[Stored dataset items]
━━━

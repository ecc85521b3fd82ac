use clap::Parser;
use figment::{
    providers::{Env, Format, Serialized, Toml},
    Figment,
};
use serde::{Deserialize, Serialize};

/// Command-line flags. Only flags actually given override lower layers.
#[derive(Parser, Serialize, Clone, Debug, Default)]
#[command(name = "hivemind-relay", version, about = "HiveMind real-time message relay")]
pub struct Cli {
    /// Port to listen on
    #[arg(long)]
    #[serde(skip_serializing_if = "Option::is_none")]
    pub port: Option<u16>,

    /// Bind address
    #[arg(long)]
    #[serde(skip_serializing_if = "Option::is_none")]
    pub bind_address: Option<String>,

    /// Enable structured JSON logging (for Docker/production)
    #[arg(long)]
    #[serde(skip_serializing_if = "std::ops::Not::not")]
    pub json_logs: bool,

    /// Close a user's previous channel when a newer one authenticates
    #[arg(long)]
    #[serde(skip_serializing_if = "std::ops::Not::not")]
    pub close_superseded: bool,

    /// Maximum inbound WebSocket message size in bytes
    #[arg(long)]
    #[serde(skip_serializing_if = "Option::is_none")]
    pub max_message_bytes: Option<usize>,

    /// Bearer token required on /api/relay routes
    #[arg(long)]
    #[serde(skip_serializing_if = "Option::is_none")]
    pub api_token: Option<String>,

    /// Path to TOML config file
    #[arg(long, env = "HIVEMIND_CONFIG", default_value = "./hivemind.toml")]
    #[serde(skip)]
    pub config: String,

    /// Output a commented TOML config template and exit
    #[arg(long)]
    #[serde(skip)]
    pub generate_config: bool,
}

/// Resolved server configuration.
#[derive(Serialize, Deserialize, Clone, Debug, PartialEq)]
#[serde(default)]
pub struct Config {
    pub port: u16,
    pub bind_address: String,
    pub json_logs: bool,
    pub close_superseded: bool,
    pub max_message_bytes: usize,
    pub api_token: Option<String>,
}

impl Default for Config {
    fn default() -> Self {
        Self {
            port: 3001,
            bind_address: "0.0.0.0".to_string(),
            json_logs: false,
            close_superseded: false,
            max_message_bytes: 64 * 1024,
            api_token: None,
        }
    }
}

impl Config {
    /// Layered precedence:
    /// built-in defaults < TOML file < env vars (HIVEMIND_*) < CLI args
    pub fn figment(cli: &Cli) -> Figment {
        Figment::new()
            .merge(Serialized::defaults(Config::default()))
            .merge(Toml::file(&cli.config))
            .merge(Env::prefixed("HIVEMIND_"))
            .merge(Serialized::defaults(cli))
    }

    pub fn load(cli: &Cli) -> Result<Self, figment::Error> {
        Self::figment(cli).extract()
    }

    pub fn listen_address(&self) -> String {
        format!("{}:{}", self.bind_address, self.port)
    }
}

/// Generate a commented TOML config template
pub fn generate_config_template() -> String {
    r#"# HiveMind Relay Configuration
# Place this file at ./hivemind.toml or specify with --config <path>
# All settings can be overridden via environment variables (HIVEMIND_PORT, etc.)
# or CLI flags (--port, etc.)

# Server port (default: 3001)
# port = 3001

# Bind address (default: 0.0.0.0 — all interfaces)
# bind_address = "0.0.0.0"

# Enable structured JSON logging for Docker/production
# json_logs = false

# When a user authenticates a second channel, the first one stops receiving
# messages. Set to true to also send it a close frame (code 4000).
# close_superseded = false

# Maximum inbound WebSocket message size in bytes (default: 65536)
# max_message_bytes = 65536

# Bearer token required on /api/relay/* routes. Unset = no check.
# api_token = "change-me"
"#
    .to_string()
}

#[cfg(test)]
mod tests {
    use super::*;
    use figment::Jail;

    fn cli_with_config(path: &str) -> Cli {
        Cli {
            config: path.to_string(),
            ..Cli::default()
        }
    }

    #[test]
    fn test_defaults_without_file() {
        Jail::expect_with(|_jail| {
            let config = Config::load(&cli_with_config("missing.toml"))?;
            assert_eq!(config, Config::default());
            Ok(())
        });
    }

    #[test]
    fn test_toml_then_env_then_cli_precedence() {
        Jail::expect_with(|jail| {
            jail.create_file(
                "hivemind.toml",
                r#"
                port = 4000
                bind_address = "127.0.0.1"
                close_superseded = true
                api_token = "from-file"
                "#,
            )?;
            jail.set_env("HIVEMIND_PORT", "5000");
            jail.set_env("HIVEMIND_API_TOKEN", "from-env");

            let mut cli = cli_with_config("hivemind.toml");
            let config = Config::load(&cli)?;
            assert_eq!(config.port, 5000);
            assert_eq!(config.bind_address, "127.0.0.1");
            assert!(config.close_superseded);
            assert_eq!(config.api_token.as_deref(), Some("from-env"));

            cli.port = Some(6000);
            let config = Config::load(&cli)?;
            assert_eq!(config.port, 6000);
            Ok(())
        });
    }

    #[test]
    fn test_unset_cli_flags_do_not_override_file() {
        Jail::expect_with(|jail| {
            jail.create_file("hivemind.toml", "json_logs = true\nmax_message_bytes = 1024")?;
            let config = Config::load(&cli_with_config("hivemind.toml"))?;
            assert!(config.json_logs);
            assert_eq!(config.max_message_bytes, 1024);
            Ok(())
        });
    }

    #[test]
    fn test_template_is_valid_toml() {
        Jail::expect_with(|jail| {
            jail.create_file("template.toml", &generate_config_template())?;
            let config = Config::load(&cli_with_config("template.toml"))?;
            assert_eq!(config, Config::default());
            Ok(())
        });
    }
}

━━━

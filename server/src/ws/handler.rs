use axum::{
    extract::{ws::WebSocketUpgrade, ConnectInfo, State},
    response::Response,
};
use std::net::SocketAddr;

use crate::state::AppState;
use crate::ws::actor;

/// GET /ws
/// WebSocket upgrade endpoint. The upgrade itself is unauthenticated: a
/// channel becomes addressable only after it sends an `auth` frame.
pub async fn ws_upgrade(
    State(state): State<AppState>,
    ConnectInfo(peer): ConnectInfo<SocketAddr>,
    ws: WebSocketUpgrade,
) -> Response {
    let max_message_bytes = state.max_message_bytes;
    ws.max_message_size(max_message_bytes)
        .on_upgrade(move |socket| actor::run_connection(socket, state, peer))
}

━━━

ASSIGNMENT =>
Every line above that includes the word "true" must appear in the answer.

WRITTEN RESPONSE =>
# messages. Set to true to also send it a close frame (code 4000).
                close_superseded = true
            jail.create_file("hivemind.toml", "json_logs = true\nmax_message_bytes = 1024")?;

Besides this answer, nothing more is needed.